Up to and including the line containing "supply their own.", retype each line of the listing below exactly, beginning with the first.

== Segment start ==

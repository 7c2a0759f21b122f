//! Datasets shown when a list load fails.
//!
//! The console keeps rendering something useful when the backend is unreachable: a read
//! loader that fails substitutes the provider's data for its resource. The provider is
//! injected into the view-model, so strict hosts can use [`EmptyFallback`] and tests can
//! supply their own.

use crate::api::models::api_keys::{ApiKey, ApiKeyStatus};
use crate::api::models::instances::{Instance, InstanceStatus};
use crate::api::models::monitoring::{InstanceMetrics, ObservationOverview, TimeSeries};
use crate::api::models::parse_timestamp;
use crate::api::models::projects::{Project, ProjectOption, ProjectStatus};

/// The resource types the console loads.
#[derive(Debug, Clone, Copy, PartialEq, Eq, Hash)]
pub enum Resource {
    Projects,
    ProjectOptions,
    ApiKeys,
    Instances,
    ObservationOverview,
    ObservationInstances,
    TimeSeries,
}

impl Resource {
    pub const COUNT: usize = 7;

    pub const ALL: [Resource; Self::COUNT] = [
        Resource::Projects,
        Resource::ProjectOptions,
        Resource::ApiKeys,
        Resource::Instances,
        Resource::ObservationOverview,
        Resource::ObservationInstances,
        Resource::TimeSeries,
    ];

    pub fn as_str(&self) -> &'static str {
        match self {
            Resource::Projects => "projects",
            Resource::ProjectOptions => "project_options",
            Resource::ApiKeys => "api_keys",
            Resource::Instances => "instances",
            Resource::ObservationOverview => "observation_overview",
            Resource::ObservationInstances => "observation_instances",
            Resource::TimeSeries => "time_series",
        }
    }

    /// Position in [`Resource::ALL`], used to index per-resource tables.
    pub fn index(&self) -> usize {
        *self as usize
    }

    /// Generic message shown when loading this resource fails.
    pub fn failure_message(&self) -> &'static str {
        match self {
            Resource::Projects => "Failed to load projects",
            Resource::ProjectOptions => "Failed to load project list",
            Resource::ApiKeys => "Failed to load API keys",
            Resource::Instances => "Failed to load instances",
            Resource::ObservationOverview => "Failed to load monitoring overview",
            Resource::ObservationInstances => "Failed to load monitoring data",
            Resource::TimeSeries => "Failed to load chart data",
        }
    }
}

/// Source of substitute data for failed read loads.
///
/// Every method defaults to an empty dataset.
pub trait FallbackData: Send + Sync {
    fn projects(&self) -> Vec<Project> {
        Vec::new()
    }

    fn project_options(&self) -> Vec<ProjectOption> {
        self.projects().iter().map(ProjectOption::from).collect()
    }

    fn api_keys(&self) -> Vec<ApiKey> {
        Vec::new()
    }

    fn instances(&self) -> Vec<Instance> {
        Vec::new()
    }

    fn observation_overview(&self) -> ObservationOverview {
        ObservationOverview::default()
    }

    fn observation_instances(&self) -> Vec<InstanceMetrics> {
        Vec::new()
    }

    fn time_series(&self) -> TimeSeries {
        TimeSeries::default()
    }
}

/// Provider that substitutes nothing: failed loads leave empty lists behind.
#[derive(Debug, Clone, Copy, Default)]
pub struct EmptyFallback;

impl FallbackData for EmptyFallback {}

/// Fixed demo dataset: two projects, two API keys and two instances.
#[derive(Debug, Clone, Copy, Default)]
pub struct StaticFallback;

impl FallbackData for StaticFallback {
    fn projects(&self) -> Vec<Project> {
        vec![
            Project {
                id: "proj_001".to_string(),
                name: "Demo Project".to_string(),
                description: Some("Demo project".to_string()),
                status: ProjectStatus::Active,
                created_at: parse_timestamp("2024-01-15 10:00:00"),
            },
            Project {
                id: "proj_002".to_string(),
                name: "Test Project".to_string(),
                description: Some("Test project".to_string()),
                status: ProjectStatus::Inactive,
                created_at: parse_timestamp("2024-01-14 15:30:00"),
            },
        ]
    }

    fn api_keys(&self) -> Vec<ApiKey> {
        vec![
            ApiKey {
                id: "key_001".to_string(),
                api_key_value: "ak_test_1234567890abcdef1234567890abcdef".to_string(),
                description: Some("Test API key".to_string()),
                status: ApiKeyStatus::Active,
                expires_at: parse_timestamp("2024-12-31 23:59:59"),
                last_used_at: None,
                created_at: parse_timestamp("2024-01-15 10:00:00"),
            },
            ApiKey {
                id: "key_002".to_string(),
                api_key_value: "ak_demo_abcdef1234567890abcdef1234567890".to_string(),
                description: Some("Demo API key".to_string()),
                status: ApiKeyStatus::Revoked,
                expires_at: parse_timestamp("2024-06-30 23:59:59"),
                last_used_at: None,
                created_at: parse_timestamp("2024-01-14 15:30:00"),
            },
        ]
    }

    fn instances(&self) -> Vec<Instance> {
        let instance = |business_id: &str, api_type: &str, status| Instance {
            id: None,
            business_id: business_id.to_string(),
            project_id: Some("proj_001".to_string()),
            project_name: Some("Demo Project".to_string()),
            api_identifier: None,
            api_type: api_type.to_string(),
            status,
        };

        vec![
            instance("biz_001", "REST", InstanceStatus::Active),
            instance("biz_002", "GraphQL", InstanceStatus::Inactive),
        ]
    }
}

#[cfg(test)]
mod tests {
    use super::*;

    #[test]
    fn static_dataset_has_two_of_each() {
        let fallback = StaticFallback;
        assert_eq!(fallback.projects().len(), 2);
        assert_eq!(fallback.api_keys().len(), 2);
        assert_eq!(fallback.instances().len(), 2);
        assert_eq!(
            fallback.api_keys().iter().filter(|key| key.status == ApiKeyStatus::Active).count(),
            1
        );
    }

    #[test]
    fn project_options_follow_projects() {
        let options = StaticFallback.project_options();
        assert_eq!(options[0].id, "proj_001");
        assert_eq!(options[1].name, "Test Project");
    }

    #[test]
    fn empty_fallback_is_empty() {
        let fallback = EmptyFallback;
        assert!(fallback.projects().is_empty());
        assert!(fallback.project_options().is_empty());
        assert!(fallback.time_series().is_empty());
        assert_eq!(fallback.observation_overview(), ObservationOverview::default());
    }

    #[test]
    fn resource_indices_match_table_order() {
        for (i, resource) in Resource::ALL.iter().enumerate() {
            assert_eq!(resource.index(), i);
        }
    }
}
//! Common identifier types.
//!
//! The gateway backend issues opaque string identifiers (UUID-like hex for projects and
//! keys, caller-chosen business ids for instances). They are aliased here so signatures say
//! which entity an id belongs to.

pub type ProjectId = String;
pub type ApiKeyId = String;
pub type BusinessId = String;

== Segment end ==

▶ [TASK ANSWER]:
repository 7c2a0759f21b122f
//! Datasets shown when a list load fails.
//!
//! The console keeps rendering something useful when the backend is unreachable: a read
//! loader that fails substitutes the provider's data for its resource. The provider is
//! injected into the view-model, so strict hosts can use [`EmptyFallback`] and tests can
//! supply their own.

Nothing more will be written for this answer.